── Records for this exercise
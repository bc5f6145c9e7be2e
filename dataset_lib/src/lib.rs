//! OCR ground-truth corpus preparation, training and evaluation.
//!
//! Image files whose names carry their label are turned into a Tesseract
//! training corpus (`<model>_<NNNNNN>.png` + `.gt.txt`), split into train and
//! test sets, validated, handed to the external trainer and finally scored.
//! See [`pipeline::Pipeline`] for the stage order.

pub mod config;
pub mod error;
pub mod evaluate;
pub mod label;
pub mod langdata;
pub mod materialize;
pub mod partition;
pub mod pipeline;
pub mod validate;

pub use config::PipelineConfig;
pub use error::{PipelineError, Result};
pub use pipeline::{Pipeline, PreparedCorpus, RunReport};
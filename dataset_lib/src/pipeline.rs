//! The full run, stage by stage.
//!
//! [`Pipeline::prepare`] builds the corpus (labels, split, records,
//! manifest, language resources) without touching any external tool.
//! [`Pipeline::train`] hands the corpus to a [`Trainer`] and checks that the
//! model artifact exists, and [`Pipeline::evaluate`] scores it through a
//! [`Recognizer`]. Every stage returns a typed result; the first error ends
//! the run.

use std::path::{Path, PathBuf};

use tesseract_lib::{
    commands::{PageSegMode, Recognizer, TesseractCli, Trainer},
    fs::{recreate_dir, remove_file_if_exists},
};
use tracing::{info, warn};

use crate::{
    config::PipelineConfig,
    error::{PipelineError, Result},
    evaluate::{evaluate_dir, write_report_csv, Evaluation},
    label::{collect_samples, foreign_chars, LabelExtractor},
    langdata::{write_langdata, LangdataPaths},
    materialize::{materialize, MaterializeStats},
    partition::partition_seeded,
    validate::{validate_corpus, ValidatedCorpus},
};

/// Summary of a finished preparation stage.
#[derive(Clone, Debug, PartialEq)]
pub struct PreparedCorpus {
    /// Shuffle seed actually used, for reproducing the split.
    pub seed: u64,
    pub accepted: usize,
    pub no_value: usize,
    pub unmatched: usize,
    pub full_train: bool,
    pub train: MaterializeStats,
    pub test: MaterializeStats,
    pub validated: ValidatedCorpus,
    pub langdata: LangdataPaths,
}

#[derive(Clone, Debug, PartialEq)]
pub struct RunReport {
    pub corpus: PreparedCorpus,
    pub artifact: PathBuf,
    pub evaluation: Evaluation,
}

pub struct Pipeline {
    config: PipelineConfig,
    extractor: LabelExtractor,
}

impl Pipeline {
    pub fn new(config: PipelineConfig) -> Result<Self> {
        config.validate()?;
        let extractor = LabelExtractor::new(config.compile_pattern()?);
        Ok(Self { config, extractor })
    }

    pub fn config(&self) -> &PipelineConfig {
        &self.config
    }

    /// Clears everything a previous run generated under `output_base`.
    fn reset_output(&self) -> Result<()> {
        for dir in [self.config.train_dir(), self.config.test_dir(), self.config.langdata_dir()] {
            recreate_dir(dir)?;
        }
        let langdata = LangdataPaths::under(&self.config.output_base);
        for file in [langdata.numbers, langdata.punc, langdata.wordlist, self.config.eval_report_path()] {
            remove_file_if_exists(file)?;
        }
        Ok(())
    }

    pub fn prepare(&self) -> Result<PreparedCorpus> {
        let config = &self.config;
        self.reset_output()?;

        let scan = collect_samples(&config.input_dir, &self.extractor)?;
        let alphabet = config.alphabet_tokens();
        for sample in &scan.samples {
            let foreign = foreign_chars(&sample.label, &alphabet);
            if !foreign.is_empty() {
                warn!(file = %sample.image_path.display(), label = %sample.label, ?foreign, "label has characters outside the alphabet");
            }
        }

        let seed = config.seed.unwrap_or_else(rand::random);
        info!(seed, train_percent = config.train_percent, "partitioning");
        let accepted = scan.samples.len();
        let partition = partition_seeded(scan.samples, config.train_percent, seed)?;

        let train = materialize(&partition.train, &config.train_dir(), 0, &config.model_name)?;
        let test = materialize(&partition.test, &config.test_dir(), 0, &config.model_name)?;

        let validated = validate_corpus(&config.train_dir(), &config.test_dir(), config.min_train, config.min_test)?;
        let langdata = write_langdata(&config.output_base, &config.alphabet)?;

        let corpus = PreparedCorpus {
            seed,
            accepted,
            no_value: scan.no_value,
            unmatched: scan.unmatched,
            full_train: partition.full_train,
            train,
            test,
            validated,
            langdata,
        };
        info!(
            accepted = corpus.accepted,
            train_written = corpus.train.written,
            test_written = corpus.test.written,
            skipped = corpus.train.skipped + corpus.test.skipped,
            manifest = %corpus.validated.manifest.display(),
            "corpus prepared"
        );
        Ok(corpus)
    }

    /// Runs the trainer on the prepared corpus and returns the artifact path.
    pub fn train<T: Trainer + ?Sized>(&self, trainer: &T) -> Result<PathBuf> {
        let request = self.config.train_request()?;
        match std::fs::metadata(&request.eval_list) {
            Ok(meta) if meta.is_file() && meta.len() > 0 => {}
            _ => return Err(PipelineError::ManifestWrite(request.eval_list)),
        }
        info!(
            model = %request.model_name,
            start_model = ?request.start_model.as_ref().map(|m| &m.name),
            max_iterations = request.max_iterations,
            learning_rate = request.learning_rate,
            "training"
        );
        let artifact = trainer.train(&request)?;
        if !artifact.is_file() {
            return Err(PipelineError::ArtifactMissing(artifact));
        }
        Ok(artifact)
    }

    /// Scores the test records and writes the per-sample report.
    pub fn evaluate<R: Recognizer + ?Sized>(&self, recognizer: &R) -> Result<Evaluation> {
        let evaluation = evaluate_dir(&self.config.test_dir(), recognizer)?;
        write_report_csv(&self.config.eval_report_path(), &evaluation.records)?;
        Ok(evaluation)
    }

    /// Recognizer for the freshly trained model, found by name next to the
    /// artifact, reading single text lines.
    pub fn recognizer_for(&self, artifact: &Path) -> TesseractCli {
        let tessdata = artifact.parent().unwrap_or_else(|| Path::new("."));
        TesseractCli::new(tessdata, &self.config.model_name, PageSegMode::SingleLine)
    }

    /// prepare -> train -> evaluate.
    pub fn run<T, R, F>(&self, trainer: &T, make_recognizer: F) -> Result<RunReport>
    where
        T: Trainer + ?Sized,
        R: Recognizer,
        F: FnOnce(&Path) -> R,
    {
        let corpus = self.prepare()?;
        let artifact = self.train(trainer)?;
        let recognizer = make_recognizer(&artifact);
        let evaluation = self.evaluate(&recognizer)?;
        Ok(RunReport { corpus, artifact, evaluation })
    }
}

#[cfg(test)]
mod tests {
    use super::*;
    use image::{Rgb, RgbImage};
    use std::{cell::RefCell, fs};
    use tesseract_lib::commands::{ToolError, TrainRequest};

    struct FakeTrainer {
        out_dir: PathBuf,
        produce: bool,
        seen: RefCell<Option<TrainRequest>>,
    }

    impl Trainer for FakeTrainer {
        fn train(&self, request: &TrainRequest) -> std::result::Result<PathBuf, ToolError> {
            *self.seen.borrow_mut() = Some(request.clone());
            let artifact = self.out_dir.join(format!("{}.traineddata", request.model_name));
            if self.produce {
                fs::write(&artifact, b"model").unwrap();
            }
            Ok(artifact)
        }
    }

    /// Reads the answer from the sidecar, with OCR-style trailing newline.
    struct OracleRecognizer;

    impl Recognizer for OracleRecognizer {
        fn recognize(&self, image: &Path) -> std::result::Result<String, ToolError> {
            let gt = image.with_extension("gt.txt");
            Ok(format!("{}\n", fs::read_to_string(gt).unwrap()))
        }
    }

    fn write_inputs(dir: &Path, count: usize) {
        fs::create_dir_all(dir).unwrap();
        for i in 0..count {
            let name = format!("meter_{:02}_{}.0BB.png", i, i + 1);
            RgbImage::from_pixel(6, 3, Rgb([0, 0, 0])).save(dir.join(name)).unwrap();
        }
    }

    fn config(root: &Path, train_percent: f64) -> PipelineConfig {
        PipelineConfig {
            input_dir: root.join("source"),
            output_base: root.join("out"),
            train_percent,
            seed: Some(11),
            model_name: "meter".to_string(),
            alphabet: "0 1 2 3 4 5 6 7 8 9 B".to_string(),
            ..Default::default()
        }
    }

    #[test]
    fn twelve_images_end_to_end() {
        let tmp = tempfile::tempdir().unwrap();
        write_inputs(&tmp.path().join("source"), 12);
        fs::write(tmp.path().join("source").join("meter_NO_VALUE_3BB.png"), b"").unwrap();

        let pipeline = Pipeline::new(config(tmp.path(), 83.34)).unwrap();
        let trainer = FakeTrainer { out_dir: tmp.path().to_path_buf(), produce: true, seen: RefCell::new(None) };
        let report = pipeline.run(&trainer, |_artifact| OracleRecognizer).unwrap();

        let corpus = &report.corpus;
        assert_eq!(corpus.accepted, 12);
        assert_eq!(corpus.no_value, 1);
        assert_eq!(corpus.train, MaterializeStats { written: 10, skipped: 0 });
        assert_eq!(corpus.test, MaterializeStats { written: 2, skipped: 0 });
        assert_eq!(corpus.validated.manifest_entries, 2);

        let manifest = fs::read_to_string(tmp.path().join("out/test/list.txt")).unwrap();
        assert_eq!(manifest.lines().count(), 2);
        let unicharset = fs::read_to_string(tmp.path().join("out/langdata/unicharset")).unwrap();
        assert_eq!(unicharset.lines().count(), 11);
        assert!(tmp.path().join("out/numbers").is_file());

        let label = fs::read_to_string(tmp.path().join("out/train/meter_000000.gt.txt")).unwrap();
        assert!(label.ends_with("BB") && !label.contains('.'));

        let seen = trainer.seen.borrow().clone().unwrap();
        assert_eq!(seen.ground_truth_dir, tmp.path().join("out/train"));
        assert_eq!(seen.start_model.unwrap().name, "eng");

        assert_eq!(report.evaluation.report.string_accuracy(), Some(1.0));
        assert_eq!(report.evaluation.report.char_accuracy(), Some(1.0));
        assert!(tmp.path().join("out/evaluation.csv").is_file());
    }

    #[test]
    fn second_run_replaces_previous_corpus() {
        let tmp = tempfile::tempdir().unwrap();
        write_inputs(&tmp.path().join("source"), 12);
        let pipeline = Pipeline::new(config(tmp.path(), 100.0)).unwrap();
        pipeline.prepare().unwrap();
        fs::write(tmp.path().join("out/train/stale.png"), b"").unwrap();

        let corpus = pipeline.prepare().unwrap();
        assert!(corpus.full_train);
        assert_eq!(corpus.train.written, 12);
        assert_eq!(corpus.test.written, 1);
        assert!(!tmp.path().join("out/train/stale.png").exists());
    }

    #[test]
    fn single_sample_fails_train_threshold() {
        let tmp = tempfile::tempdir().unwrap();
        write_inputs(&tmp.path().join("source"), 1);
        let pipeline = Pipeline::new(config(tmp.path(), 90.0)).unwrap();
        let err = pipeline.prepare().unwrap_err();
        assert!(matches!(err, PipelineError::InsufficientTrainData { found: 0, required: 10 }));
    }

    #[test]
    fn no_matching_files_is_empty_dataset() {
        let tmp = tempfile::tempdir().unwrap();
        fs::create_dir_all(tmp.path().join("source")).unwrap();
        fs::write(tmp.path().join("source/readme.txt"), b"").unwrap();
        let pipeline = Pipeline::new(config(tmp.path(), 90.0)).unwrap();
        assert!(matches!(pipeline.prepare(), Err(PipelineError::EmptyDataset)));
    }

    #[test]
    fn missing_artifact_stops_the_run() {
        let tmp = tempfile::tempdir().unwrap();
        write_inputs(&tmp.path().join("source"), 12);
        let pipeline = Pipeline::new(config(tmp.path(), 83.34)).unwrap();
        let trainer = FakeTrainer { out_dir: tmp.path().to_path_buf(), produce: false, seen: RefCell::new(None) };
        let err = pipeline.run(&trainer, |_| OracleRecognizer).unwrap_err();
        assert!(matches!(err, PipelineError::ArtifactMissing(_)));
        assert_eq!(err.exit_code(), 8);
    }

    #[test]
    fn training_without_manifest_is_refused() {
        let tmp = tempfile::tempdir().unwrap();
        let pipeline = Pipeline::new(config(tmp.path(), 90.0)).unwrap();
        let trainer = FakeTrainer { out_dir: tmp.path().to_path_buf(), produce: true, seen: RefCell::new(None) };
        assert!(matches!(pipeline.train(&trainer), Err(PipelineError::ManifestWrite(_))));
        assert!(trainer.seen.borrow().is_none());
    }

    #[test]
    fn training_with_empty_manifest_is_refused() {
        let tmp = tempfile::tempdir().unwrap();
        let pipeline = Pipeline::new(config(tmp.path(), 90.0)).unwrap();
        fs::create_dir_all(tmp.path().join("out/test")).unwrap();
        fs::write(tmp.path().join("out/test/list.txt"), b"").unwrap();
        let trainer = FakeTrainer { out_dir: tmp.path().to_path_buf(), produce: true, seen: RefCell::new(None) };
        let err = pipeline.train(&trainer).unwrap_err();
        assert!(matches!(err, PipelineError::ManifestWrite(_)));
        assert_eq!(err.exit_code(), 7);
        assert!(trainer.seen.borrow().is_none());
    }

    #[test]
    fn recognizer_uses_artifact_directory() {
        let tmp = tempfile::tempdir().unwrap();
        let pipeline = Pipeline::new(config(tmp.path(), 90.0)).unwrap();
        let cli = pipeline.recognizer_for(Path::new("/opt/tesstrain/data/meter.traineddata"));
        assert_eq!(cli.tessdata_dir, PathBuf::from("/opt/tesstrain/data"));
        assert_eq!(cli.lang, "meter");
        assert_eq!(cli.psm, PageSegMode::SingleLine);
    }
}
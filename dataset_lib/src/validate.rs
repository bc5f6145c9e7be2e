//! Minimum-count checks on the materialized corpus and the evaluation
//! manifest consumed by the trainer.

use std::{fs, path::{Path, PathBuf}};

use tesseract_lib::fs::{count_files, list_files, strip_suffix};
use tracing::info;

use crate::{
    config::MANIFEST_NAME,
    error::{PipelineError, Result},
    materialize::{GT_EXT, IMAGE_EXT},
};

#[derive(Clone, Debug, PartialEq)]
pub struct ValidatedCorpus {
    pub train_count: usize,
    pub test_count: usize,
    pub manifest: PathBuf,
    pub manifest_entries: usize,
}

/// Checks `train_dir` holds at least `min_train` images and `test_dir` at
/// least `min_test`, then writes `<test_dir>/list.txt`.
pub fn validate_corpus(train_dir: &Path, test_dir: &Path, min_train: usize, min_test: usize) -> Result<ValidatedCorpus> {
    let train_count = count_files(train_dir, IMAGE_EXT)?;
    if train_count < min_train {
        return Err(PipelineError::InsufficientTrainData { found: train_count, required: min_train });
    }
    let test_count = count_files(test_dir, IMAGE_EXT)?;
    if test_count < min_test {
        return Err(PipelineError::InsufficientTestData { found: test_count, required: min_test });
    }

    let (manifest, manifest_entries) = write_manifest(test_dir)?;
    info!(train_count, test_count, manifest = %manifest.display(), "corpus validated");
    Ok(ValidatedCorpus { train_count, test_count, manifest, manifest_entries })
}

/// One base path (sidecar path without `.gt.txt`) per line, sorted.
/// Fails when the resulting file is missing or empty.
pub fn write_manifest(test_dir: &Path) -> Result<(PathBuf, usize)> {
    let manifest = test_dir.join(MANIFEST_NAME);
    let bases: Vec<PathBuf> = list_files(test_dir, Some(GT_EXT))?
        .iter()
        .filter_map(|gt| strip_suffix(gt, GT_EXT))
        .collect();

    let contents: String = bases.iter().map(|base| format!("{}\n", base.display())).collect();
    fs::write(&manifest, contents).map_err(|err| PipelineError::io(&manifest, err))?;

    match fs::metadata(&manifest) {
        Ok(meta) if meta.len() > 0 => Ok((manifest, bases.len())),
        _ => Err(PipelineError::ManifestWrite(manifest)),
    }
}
────
* _Task description_: Out of the records above, pull each line containing the word "lines".

* _Exercise solution_:
    /// artifact, reading single text lines.
        assert_eq!(manifest.lines().count(), 2);
        assert_eq!(unicharset.lines().count(), 11);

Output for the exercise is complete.